Powstanie Węgierskie oczami jego uczestnika oraz stosunki polsko-węgierskie to wątki, jakim przyjrzeli się bliżej uczestnicy ostatniego w tym roku spotkania z cyklu Historia Śląska Widziana Inaczej. [KGVID width=”640″ height=”360″]http://w.itvm.pl/2016/12/wegry2.mp4[/KGVID]
– To spotkanie z pierwszym, byłym już ambasadorem Węgier w Polsce. Jego doświadczenia, jakie zdarzyły się w czasie działań powstańców o demokrację na Węgrzech będą dzisiaj omawiane, przedstawiane. Przyjeżdża też radca ambasady węgierskiej. – mówi Jacek Turalik, MOK
Ambasador wspomniał m.in. o tym, że gdy Węgry walczyły o demokrację, to Polska dostarczyła im znaczną część światowej pomocy.
– Ja byłem uczestnikiem powstania węgierskiego ’56 roku, moje życie określiło tych 13 dni nadziei i będę mówił o tym – jeżeli posłuchają – będę mówił o tym, jak to wyglądało i jak wyglądały wtedy stosunki polsko-węgierskie, bo to był wspaniały okres tej tysiącletniej przyjaźni. – zapowiada Akos Engelmayer, byłyambasador Węgier
Jako że spotkanie miało miejsce 16 grudnia, organizatorzy poruszyli także temat pacyfikacji górników kopalni „Wujek”.

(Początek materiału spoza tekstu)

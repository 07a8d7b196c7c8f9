//! Inbound commands to the control engine.
//!
//! These are the requests the outside world (HTTP handlers, a console,
//! a realtime channel) makes.  Everything arriving as JSON is parsed
//! here; the manager only ever sees typed [`ControlCommand`]s.

use serde::{Deserialize, Serialize};
use serde_json::Value;

use crate::control::Parameter;
use crate::error::{ControlError, Result};

/// Commands the control task accepts.
#[derive(Debug, Clone, Copy, PartialEq)]
pub enum ControlCommand {
    /// Replace one loop's setpoint.
    SetSetpoint(Parameter, f32),
    /// Enable or disable one loop.
    SetEnabled(Parameter, bool),
    /// Start or stop the whole incubator.
    SetRunning(bool),
}

// ───────────────────────────────────────────────────────────────
// Setpoint updates (partial, per-field validated)
// ───────────────────────────────────────────────────────────────

/// Body of a setpoint update.  Every field is optional and validated
/// independently; a bad field does not reject the good ones.
#[derive(Debug, Clone, Default, Serialize, Deserialize)]
#[serde(default)]
pub struct SetpointUpdate {
    pub temperature: Option<Value>,
    pub humidity: Option<Value>,
    pub co2: Option<Value>,
    pub o2: Option<Value>,
}

impl SetpointUpdate {
    /// Fields that were present, paired with their parameter.
    pub fn fields(&self) -> impl Iterator<Item = (Parameter, &Value)> {
        [
            (Parameter::Temperature, self.temperature.as_ref()),
            (Parameter::Humidity, self.humidity.as_ref()),
            (Parameter::Co2, self.co2.as_ref()),
            (Parameter::O2, self.o2.as_ref()),
        ]
        .into_iter()
        .filter_map(|(p, v)| v.map(|v| (p, v)))
    }

    /// Coerce and range-check every present field.
    pub fn validate(&self) -> SetpointReport {
        let mut report = SetpointReport::default();
        for (parameter, raw) in self.fields() {
            let outcome = coerce_setpoint(raw)
                .ok_or(ControlError::InvalidSetpoint {
                    parameter,
                    value: f32::NAN,
                })
                .and_then(|v| parameter.validate_setpoint(v));
            report.set(parameter, outcome);
        }
        report
    }
}

/// Numbers pass through; numeric strings are parsed; anything else fails.
pub fn coerce_setpoint(raw: &Value) -> Option<f32> {
    match raw {
        Value::Number(n) => n.as_f64().map(|v| v as f32),
        Value::String(s) => s.trim().parse::<f32>().ok(),
        _ => None,
    }
}

/// Per-field outcome of a setpoint update.  `None` = field absent.
#[derive(Debug, Clone, Copy, Default, PartialEq)]
pub struct SetpointReport {
    pub temperature: Option<Result<f32>>,
    pub humidity: Option<Result<f32>>,
    pub co2: Option<Result<f32>>,
    pub o2: Option<Result<f32>>,
}

impl SetpointReport {
    fn slot(&mut self, parameter: Parameter) -> Option<&mut Option<Result<f32>>> {
        match parameter {
            Parameter::Temperature => Some(&mut self.temperature),
            Parameter::Humidity => Some(&mut self.humidity),
            Parameter::Co2 => Some(&mut self.co2),
            Parameter::O2 => Some(&mut self.o2),
            Parameter::AirPump => None,
        }
    }

    pub(crate) fn set(&mut self, parameter: Parameter, outcome: Result<f32>) {
        if let Some(slot) = self.slot(parameter) {
            *slot = Some(outcome);
        }
    }

    /// Accepted values, in field order.
    pub fn accepted(&self) -> impl Iterator<Item = (Parameter, f32)> + '_ {
        self.entries()
            .filter_map(|(p, r)| r.ok().map(|v| (p, v)))
    }

    /// Rejected fields, in field order.
    pub fn rejected(&self) -> impl Iterator<Item = (Parameter, ControlError)> + '_ {
        self.entries().filter_map(|(p, r)| r.err().map(|e| (p, e)))
    }

    fn entries(&self) -> impl Iterator<Item = (Parameter, Result<f32>)> + '_ {
        [
            (Parameter::Temperature, self.temperature),
            (Parameter::Humidity, self.humidity),
            (Parameter::Co2, self.co2),
            (Parameter::O2, self.o2),
        ]
        .into_iter()
        .filter_map(|(p, r)| r.map(|r| (p, r)))
    }

    /// Human-readable summary for a response body.
    pub fn to_json(&self) -> Value {
        let mut updated = serde_json::Map::new();
        let mut errors = serde_json::Map::new();
        for (p, v) in self.accepted() {
            updated.insert(p.name().into(), Value::from(f64::from(v)));
        }
        for (p, e) in self.rejected() {
            errors.insert(p.name().into(), Value::String(e.to_string()));
        }
        serde_json::json!({ "updated": updated, "errors": errors })
    }
}

// ───────────────────────────────────────────────────────────────
// Loop enable / incubator run state
// ───────────────────────────────────────────────────────────────

/// Body of a per-control enable request.
#[derive(Debug, Clone, Copy, Serialize, Deserialize)]
pub struct ControlStateRequest {
    pub enabled: bool,
}

#[derive(Debug, Clone, Copy, PartialEq, Eq, Serialize, Deserialize)]
#[serde(rename_all = "snake_case")]
pub enum IncubatorRunState {
    Running,
    Stopped,
}

impl IncubatorRunState {
    pub fn is_running(self) -> bool {
        self == Self::Running
    }
}

/// Messages accepted on the realtime channel.
#[derive(Debug, Clone, Copy, PartialEq, Eq, Serialize, Deserialize)]
#[serde(tag = "command", rename_all = "snake_case")]
pub enum ChannelMessage {
    SetIncubatorState { state: IncubatorRunState },
}

impl ChannelMessage {
    pub fn into_command(self) -> ControlCommand {
        match self {
            Self::SetIncubatorState { state } => ControlCommand::SetRunning(state.is_running()),
        }
    }
}
//! Port traits: the hexagonal boundary between the control engine and the outside world.
//!
//! ```text
//!   Adapter ──▶ Port trait ──▶ ControlManager (domain)
//! ```
//!
//! Driven adapters (sensor drivers, relay banks, event sinks, settings
//! storage) implement these traits.  The
//! [`ControlManager`](super::service::ControlManager) owns one sensor port
//! and one actuator port, so the domain core never touches hardware
//! directly and no other component can assert a relay.

use core::fmt;

use serde::{Deserialize, Serialize};

use crate::config::ControlSettings;
use crate::error::{ActuatorError, SensorError};

// ───────────────────────────────────────────────────────────────
// Port vocabulary
// ───────────────────────────────────────────────────────────────

/// A physical quantity the board can sample.
#[derive(Debug, Clone, Copy, PartialEq, Eq, Hash, Serialize, Deserialize)]
#[serde(rename_all = "snake_case")]
pub enum Quantity {
    /// PT100 probe immersed in the liquid reservoir (control input).
    LiquidTemperature,
    /// PT100 probe in the chamber air (informational only).
    ChamberTemperature,
    /// Relative humidity, %RH.
    Humidity,
    /// Raw CO2 sensor output, before the ppm calibration factor.
    Co2Raw,
    /// Oxygen concentration, %.
    O2,
}

impl Quantity {
    pub const COUNT: usize = 5;

    pub const ALL: [Quantity; Self::COUNT] = [
        Quantity::LiquidTemperature,
        Quantity::ChamberTemperature,
        Quantity::Humidity,
        Quantity::Co2Raw,
        Quantity::O2,
    ];

    /// Dense index for per-quantity bookkeeping arrays.
    pub const fn index(self) -> usize {
        self as usize
    }
}

impl fmt::Display for Quantity {
    fn fmt(&self, f: &mut fmt::Formatter<'_>) -> fmt::Result {
        match self {
            Self::LiquidTemperature => write!(f, "liquid temperature"),
            Self::ChamberTemperature => write!(f, "chamber temperature"),
            Self::Humidity => write!(f, "humidity"),
            Self::Co2Raw => write!(f, "CO2"),
            Self::O2 => write!(f, "O2"),
        }
    }
}

/// A relay-driven actuator wired to the board.
#[derive(Debug, Clone, Copy, PartialEq, Eq, Hash, Serialize, Deserialize)]
#[serde(rename_all = "snake_case")]
#[repr(u8)]
pub enum Actuator {
    Heater = 0,
    Humidifier = 1,
    AirPump = 2,
    Co2Primary = 3,
    Co2Secondary = 4,
    ArgonValve = 5,
}

impl Actuator {
    pub const COUNT: usize = 6;

    pub const ALL: [Actuator; Self::COUNT] = [
        Actuator::Heater,
        Actuator::Humidifier,
        Actuator::AirPump,
        Actuator::Co2Primary,
        Actuator::Co2Secondary,
        Actuator::ArgonValve,
    ];

    /// Dense index for per-actuator bookkeeping arrays.
    pub const fn index(self) -> usize {
        self as usize
    }

    /// Bit for this actuator in fault / state bitmasks.
    pub const fn mask(self) -> u8 {
        1 << (self as u8)
    }
}

impl fmt::Display for Actuator {
    fn fmt(&self, f: &mut fmt::Formatter<'_>) -> fmt::Result {
        match self {
            Self::Heater => write!(f, "heater"),
            Self::Humidifier => write!(f, "humidifier"),
            Self::AirPump => write!(f, "air pump"),
            Self::Co2Primary => write!(f, "CO2 primary solenoid"),
            Self::Co2Secondary => write!(f, "CO2 secondary solenoid"),
            Self::ArgonValve => write!(f, "argon valve"),
        }
    }
}

// ───────────────────────────────────────────────────────────────
// Sensor port (driven adapter: hardware → domain)
// ───────────────────────────────────────────────────────────────

/// Read-side port: "read current value or fail".
///
/// Reads must be side-effect-free with respect to actuators and must
/// not block longer than the sensor's own bus timeout.
pub trait SensorPort {
    fn read(&mut self, quantity: Quantity) -> Result<f32, SensorError>;
}

// ───────────────────────────────────────────────────────────────
// Actuator port (driven adapter: domain → hardware)
// ───────────────────────────────────────────────────────────────

/// Write-side port: set a relay state.
///
/// Timed pulses are composed by the manager out of an ON write and a
/// deadline-scheduled OFF write, so an implementation never sleeps.
pub trait ActuatorPort {
    /// Energise (`true`) or de-energise (`false`) one relay.
    fn set(&mut self, actuator: Actuator, on: bool) -> Result<(), ActuatorError>;

    /// De-energise one relay.
    fn off(&mut self, actuator: Actuator) -> Result<(), ActuatorError> {
        self.set(actuator, false)
    }
}

// ───────────────────────────────────────────────────────────────
// Event sink port (driven adapter: domain → logging / telemetry)
// ───────────────────────────────────────────────────────────────

/// The domain emits structured [`AppEvent`](super::events::AppEvent)s
/// through this port.  Adapters decide where they go (log, dashboard
/// push, data logger).
pub trait EventSink {
    fn emit(&mut self, event: &super::events::AppEvent);
}

// ───────────────────────────────────────────────────────────────
// Settings port (driven adapter: domain ↔ persistent settings)
// ───────────────────────────────────────────────────────────────

/// Loads and persists operator settings (setpoints and enable flags).
///
/// The run state is deliberately absent: the incubator always boots
/// stopped.
pub trait SettingsPort {
    /// Returns [`SettingsError::NotFound`] if nothing was stored yet.
    fn load(&self) -> Result<ControlSettings, SettingsError>;

    fn save(&self, settings: &ControlSettings) -> Result<(), SettingsError>;
}

// ───────────────────────────────────────────────────────────────
// Tick delegate (decouples scheduler from the control task)
// ───────────────────────────────────────────────────────────────

/// Callback trait that the [`Scheduler`](crate::scheduler::Scheduler)
/// invokes when a periodic entry comes due.
pub trait TickDelegate {
    fn on_tick(&mut self, kind: TickKind, now_ms: u64);
}

/// Discriminant passed to [`TickDelegate::on_tick`].
#[derive(Debug, Clone, Copy, PartialEq, Eq)]
pub enum TickKind {
    /// Run one control cycle over every loop.
    Control,
    /// Hand a snapshot to the (coarser) telemetry logger.
    TelemetryLog,
    /// Check whether dirty settings should be flushed.
    SettingsFlush,
}

// ───────────────────────────────────────────────────────────────
// Error types
// ───────────────────────────────────────────────────────────────

/// Errors from [`SettingsPort`] operations.
#[derive(Debug, Clone, Copy, PartialEq, Eq)]
pub enum SettingsError {
    /// No settings stored yet (first boot).
    NotFound,
    /// Stored settings failed to deserialize.
    Corrupted,
    /// A stored value failed range validation.
    ValidationFailed(&'static str),
    /// Generic I/O error from the storage backend.
    IoError,
}

impl fmt::Display for SettingsError {
    fn fmt(&self, f: &mut fmt::Formatter<'_>) -> fmt::Result {
        match self {
            Self::NotFound => write!(f, "settings not found"),
            Self::Corrupted => write!(f, "settings corrupted"),
            Self::ValidationFailed(msg) => write!(f, "validation failed: {}", msg),
            Self::IoError => write!(f, "I/O error"),
        }
    }
}
//! Unified error types for the incubator control engine.
//!
//! A single [`ControlError`] enum that every subsystem converts into, so
//! the manager and the command surface handle failures uniformly.  All
//! variants are `Copy` so they can travel through the safety supervisor
//! and the telemetry path without allocation.

use core::fmt;

use crate::app::ports::{Actuator, Quantity};
use crate::control::Parameter;

// ---------------------------------------------------------------------------
// Top-level control error
// ---------------------------------------------------------------------------

/// Every fallible operation in the control engine funnels into this type.
#[derive(Debug, Clone, Copy, PartialEq)]
pub enum ControlError {
    /// A sensor read failed or timed out; the reading is reported as NC.
    SensorUnavailable(Quantity),
    /// A setpoint was non-numeric, non-finite, or outside its physical range.
    InvalidSetpoint { parameter: Parameter, value: f32 },
    /// The control name is not one the manager knows (or has no setpoint).
    UnknownParameter,
    /// A relay write failed; the owning loop is isolated.
    Actuator { actuator: Actuator, error: ActuatorError },
    /// The command channel to the control task is full.
    CommandQueueFull,
}

impl fmt::Display for ControlError {
    fn fmt(&self, f: &mut fmt::Formatter<'_>) -> fmt::Result {
        match self {
            Self::SensorUnavailable(q) => write!(f, "sensor unavailable: {q}"),
            Self::InvalidSetpoint { parameter, value } => {
                write!(f, "invalid {parameter} setpoint: {value}")
            }
            Self::UnknownParameter => write!(f, "unknown parameter"),
            Self::Actuator { actuator, error } => write!(f, "{actuator}: {error}"),
            Self::CommandQueueFull => write!(f, "command queue full"),
        }
    }
}

// ---------------------------------------------------------------------------
// Sensor errors
// ---------------------------------------------------------------------------

#[derive(Debug, Clone, Copy, PartialEq, Eq)]
pub enum SensorError {
    /// Bus transaction (SPI / I2C / serial) failed.
    ReadFailed,
    /// The sensor did not answer within its timeout.
    Timeout,
    /// Reading is outside the physically plausible range.
    OutOfRange,
    /// Sensor is not connected (NC).
    NotConnected,
    /// Sensor requires warm-up time before readings are valid.
    WarmingUp,
}

impl fmt::Display for SensorError {
    fn fmt(&self, f: &mut fmt::Formatter<'_>) -> fmt::Result {
        match self {
            Self::ReadFailed => write!(f, "read failed"),
            Self::Timeout => write!(f, "timed out"),
            Self::OutOfRange => write!(f, "reading out of range"),
            Self::NotConnected => write!(f, "not connected"),
            Self::WarmingUp => write!(f, "sensor warming up"),
        }
    }
}

// ---------------------------------------------------------------------------
// Actuator errors
// ---------------------------------------------------------------------------

#[derive(Debug, Clone, Copy, PartialEq, Eq)]
pub enum ActuatorError {
    /// GPIO set failed.
    GpioWriteFailed,
    /// The actuator is latched faulted and refuses to energise.
    Faulted,
}

impl fmt::Display for ActuatorError {
    fn fmt(&self, f: &mut fmt::Formatter<'_>) -> fmt::Result {
        match self {
            Self::GpioWriteFailed => write!(f, "GPIO write failed"),
            Self::Faulted => write!(f, "actuator faulted"),
        }
    }
}

// ---------------------------------------------------------------------------
// Convenience Result alias
// ---------------------------------------------------------------------------

/// Engine-wide `Result` alias.
pub type Result<T> = core::result::Result<T, ControlError>;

– Drugim wątkiem są wydarzenia 16 grudnia związane ze stanem wojennym, z tym co się zdarzyło na kopalni „Wujek”, gdzie zginęli górnicy, o tym też będziemy chcieli dzisiaj powiedzieć. – dodaje Turalik
Spotkania z bezpośrednimi uczestnikami dramatycznych wydarzeń to cenne lekcje historii. Padają podczas nich prawdy i szczegóły, jakich na próżno szukać w podręcznikach.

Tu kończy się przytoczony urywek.